= Exercise directions =
Where in the data below does the word "Returns" appear? Copy each line that holds it.

"""

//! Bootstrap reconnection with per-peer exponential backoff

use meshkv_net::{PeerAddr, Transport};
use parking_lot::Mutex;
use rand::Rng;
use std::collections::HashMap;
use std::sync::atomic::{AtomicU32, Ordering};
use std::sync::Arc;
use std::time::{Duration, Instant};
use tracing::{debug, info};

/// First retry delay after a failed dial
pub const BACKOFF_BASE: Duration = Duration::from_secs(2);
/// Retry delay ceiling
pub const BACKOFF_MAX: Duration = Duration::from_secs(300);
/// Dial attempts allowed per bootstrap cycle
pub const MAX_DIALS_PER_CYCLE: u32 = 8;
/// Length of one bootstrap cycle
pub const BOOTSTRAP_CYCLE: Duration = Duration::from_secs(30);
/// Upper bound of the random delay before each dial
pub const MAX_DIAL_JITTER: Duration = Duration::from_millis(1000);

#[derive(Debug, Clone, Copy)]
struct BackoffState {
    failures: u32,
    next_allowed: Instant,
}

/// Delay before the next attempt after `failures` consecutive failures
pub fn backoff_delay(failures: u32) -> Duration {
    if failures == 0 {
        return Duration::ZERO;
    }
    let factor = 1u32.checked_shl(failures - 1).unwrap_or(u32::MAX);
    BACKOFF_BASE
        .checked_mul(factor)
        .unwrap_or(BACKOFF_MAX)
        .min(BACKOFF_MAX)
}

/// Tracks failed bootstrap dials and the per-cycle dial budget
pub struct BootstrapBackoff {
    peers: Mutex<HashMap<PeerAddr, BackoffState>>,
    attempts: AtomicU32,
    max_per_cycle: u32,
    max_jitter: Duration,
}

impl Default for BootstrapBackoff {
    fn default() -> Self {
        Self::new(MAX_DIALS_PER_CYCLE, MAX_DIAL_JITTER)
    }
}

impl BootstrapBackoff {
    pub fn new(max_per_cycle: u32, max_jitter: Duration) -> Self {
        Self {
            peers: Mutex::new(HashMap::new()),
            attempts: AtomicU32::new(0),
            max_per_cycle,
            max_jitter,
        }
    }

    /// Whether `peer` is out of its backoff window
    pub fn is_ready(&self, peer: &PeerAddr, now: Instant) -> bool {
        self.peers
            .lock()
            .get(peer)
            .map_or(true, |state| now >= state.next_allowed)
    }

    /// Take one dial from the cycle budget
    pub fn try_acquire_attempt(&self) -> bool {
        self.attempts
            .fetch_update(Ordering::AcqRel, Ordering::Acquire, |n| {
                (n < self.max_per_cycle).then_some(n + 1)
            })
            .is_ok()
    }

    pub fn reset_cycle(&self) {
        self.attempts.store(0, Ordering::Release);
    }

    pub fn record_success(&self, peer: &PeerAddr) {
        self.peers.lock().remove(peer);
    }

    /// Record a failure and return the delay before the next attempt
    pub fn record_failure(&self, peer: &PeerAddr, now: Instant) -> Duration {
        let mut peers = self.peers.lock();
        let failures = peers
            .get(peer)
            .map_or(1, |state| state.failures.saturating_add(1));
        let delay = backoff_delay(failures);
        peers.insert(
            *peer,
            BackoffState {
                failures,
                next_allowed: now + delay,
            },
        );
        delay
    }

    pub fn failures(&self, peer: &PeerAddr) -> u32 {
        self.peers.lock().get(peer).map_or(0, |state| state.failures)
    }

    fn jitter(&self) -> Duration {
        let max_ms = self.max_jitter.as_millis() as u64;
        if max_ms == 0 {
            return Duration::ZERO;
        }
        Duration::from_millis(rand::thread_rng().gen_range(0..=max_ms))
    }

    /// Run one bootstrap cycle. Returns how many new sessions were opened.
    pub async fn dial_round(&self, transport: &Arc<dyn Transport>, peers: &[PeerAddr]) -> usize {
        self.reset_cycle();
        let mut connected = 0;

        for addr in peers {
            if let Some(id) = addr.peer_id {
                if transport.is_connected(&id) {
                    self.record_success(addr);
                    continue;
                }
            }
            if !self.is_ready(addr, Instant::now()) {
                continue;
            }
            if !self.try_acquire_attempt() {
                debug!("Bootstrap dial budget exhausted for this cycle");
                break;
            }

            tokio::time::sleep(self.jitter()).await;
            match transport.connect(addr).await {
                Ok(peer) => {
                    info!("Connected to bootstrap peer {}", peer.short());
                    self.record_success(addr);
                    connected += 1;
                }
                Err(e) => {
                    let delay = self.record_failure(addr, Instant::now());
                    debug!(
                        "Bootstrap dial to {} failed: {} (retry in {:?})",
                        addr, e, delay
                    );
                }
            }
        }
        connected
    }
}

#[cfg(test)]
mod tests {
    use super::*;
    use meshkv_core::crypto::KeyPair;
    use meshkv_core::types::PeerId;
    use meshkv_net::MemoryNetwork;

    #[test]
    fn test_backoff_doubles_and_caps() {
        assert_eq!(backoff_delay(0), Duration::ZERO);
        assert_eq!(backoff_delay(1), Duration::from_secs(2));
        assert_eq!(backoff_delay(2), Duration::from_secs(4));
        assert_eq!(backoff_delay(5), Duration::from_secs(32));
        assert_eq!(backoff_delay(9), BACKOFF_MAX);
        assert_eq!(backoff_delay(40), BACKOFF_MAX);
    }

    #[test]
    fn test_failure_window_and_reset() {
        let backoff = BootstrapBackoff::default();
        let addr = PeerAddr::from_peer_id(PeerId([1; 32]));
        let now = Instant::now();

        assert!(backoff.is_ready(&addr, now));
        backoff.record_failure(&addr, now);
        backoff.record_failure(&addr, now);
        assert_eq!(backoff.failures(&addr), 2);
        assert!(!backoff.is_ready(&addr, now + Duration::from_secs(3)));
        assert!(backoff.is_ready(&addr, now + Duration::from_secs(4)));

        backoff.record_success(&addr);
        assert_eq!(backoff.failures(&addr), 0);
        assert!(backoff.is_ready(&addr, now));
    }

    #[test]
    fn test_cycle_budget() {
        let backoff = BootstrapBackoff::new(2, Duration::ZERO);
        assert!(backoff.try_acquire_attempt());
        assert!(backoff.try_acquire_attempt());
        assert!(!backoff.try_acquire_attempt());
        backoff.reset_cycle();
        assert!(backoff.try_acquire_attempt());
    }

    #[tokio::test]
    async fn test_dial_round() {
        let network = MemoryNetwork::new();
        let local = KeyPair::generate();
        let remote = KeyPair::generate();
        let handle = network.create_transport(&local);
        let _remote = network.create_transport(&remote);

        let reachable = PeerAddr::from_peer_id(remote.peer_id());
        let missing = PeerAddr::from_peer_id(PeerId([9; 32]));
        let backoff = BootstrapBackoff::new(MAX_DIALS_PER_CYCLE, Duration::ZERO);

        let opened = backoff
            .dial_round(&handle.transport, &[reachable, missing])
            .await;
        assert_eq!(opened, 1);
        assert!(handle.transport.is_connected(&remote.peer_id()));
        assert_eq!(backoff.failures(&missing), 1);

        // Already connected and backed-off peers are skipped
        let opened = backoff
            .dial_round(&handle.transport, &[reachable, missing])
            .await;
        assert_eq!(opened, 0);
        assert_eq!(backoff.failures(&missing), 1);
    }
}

"""
"""

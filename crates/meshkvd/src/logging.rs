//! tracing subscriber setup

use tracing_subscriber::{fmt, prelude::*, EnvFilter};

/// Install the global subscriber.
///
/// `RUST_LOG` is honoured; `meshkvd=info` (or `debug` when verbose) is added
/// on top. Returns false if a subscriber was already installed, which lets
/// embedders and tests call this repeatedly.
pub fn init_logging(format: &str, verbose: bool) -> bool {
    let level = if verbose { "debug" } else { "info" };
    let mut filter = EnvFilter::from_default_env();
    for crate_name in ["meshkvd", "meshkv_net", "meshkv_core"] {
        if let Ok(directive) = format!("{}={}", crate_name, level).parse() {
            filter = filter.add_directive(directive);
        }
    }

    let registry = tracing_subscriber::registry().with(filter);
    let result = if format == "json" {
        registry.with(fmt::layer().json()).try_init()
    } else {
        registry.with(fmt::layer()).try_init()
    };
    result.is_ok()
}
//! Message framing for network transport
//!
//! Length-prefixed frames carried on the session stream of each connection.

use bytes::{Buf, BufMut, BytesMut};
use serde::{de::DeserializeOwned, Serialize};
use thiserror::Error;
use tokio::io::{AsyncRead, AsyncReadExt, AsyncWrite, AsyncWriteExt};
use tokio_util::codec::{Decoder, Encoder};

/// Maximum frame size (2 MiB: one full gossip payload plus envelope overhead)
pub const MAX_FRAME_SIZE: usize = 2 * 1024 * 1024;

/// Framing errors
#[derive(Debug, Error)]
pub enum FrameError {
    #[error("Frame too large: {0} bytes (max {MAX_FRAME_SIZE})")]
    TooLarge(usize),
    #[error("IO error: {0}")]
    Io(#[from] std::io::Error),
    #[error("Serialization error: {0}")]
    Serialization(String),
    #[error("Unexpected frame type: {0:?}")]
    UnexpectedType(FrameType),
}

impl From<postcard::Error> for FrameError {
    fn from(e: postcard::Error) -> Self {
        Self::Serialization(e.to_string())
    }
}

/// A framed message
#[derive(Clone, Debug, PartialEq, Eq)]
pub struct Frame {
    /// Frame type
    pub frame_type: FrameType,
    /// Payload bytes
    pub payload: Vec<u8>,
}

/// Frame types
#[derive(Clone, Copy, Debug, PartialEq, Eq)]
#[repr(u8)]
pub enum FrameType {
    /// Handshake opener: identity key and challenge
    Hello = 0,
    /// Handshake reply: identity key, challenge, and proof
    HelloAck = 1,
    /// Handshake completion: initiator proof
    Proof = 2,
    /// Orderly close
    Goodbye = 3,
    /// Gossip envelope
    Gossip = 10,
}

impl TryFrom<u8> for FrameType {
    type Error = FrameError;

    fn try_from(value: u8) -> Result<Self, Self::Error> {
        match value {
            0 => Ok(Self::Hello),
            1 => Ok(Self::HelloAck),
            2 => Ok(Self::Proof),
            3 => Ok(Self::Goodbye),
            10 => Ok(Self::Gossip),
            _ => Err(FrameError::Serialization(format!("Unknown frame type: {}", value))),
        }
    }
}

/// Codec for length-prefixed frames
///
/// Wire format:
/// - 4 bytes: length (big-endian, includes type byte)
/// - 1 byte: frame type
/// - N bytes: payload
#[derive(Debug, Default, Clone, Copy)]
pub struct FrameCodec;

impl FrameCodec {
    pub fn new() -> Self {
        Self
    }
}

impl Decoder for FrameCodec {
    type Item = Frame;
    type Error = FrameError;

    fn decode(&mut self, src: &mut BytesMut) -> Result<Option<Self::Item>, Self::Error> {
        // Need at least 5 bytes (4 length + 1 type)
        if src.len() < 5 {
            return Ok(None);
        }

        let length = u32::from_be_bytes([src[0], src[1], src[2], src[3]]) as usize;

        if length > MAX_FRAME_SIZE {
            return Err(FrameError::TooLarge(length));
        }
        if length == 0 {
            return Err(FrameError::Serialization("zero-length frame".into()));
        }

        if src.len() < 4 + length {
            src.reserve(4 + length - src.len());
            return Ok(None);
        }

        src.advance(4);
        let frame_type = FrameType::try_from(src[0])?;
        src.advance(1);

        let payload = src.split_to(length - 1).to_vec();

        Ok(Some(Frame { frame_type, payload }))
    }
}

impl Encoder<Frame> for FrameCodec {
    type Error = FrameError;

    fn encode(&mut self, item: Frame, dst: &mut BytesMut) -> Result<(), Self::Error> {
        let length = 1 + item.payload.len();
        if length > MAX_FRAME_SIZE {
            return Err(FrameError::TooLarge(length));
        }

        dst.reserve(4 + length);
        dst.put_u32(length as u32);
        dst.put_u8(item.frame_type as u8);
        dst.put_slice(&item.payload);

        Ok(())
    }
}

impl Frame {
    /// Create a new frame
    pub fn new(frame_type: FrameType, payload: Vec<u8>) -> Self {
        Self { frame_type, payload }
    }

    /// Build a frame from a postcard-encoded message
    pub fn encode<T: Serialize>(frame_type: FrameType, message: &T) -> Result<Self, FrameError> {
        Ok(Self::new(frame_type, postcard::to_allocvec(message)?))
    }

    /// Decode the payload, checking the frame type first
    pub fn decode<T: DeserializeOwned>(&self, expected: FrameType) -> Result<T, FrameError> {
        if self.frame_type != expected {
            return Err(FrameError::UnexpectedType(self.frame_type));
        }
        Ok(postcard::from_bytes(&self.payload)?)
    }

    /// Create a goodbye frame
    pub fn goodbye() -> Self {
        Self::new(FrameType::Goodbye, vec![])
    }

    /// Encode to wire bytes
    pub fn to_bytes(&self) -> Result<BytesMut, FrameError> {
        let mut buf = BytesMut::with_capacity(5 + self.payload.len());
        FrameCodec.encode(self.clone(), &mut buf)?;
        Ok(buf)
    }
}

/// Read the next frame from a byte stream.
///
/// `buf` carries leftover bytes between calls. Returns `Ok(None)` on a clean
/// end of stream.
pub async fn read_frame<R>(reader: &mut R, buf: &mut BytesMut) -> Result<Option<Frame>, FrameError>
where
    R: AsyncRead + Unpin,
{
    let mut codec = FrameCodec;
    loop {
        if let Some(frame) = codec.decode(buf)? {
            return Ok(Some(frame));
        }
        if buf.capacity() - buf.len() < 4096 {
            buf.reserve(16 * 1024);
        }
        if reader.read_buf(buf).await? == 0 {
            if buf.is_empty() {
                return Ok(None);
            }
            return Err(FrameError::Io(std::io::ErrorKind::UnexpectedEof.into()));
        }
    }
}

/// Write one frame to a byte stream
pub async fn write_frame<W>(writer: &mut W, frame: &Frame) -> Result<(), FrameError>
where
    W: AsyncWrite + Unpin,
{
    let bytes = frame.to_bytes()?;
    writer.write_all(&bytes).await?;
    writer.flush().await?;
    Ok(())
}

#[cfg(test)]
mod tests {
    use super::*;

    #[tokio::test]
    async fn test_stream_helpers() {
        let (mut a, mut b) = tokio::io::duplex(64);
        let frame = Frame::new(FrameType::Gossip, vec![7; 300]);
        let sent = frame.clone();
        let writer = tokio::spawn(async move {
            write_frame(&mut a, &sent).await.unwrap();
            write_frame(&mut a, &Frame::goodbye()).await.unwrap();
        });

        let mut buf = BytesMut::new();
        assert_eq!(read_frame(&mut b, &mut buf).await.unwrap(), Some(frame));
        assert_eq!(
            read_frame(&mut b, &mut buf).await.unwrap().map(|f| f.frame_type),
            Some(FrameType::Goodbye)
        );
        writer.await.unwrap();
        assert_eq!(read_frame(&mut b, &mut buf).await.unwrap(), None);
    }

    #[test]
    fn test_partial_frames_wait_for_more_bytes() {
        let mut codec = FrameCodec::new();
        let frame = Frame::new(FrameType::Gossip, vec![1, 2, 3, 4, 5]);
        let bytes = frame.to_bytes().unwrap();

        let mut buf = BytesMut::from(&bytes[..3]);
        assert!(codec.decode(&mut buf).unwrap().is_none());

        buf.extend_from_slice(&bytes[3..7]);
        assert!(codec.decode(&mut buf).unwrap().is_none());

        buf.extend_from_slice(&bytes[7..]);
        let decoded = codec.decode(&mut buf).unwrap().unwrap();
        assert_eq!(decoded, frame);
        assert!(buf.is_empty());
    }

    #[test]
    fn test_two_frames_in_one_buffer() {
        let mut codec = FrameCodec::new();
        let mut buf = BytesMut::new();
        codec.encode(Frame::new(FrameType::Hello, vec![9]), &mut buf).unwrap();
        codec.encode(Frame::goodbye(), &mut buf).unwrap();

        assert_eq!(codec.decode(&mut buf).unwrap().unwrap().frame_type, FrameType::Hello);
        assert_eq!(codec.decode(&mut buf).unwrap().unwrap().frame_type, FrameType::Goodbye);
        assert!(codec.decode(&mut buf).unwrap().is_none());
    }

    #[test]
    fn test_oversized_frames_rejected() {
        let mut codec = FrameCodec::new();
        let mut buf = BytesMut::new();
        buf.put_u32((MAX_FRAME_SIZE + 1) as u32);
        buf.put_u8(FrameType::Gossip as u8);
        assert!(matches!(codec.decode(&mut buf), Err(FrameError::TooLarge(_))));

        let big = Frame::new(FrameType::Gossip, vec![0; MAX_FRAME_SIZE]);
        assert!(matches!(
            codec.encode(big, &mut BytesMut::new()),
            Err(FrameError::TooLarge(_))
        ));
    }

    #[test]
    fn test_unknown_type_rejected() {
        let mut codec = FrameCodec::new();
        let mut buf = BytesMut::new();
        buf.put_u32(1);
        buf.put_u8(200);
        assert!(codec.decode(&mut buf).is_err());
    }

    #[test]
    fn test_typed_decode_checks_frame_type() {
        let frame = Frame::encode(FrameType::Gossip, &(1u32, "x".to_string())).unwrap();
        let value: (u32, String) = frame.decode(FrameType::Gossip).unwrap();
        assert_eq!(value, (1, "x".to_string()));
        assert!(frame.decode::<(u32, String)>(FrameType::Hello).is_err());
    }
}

"""
"""

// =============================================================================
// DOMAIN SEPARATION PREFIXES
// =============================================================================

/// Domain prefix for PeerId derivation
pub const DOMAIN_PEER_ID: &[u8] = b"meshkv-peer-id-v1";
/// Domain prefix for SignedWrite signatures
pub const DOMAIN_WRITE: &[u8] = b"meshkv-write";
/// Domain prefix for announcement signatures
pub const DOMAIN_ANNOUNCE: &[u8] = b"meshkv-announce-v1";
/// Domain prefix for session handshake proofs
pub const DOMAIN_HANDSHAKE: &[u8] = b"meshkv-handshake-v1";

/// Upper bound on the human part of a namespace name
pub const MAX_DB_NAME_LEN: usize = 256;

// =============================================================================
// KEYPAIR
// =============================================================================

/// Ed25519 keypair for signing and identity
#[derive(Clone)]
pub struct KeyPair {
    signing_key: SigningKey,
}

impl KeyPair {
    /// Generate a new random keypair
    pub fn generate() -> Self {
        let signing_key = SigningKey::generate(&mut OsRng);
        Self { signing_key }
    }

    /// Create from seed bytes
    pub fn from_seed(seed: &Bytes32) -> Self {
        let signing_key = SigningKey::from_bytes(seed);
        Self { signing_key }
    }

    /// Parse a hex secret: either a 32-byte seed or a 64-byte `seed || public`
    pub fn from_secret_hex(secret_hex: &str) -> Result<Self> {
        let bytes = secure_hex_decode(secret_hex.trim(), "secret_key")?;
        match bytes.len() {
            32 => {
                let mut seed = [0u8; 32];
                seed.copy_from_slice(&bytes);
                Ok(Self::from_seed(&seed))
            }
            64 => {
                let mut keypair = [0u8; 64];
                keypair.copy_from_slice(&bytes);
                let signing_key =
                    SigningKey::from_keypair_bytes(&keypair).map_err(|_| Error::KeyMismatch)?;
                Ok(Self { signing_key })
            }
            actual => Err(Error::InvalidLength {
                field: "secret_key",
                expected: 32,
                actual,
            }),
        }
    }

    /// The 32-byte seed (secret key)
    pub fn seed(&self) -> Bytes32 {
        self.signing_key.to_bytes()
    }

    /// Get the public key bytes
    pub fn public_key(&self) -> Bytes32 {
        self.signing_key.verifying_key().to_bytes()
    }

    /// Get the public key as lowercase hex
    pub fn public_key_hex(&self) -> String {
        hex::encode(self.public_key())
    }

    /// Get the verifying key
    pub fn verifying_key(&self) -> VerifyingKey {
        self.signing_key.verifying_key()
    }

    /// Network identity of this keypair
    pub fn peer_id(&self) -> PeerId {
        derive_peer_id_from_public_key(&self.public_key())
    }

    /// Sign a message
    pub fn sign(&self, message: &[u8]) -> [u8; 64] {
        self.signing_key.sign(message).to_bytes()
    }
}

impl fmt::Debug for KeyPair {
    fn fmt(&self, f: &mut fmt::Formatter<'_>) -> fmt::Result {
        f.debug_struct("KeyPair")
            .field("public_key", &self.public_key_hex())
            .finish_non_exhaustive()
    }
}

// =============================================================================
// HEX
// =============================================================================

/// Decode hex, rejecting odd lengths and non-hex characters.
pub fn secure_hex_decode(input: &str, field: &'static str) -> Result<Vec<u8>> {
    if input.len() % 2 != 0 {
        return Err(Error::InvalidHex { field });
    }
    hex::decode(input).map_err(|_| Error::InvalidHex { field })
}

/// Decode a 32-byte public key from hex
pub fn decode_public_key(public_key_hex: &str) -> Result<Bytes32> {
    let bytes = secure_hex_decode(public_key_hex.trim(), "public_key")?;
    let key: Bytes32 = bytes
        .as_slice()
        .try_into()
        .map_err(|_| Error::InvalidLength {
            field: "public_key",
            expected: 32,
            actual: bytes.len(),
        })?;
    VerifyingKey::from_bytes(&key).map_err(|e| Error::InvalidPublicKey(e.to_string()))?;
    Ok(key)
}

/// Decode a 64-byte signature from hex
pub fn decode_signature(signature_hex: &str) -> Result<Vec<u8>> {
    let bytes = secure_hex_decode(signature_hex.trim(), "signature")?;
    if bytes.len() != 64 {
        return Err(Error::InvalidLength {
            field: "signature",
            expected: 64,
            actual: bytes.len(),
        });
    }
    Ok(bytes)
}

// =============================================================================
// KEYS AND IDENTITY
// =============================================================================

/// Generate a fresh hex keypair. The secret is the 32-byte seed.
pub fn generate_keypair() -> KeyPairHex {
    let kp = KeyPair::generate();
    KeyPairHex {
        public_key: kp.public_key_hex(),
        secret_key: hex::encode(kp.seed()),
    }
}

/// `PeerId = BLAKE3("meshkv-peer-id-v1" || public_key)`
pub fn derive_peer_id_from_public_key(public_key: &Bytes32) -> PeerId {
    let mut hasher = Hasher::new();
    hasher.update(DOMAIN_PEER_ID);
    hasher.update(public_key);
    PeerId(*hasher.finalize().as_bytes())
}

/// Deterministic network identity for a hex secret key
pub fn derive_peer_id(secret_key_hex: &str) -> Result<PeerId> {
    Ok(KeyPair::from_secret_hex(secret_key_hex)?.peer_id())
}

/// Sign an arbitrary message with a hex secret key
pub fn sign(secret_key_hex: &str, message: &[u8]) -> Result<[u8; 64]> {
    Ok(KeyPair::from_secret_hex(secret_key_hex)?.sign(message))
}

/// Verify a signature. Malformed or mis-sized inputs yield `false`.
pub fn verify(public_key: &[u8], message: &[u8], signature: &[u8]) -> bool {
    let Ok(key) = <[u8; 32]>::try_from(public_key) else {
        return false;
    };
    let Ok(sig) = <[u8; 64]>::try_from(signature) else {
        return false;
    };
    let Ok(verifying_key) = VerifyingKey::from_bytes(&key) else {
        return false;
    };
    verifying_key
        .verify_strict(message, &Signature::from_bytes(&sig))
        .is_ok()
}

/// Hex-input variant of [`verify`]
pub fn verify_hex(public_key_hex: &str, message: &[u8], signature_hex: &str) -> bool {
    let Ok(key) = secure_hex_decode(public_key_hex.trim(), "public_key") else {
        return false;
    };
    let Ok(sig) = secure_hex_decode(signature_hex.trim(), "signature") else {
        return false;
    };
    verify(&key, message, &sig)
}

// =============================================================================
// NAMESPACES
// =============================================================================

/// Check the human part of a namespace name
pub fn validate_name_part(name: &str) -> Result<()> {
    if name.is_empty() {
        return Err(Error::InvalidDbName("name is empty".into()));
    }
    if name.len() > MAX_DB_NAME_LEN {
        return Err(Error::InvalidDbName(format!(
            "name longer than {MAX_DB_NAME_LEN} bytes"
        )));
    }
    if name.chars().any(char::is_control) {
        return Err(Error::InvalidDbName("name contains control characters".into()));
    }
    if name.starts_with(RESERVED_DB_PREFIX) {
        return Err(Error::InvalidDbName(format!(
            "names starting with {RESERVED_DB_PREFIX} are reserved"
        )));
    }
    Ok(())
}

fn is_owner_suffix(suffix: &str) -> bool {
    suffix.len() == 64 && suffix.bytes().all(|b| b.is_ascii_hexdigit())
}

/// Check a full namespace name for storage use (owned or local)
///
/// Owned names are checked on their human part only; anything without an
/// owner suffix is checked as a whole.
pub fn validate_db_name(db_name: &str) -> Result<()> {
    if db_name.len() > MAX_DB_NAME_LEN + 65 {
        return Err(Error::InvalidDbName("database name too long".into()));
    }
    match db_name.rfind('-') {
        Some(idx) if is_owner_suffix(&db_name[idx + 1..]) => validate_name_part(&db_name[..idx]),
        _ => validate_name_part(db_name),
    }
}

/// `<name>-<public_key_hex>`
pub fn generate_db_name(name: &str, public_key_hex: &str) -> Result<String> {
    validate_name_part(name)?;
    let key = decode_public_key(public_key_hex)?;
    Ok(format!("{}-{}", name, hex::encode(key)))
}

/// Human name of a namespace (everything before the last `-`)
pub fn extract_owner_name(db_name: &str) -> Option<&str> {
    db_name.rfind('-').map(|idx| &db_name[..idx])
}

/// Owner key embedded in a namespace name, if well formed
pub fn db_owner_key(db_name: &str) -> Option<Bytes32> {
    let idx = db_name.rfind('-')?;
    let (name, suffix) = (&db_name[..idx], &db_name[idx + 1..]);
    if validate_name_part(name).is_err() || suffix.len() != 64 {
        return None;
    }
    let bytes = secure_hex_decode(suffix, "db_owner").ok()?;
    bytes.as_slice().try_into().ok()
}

"""

= Solution =
    /// Run one bootstrap cycle. Returns how many new sessions were opened.
/// on top. Returns false if a subscriber was already installed, which lets
/// `buf` carries leftover bytes between calls. Returns `Ok(None)` on a clean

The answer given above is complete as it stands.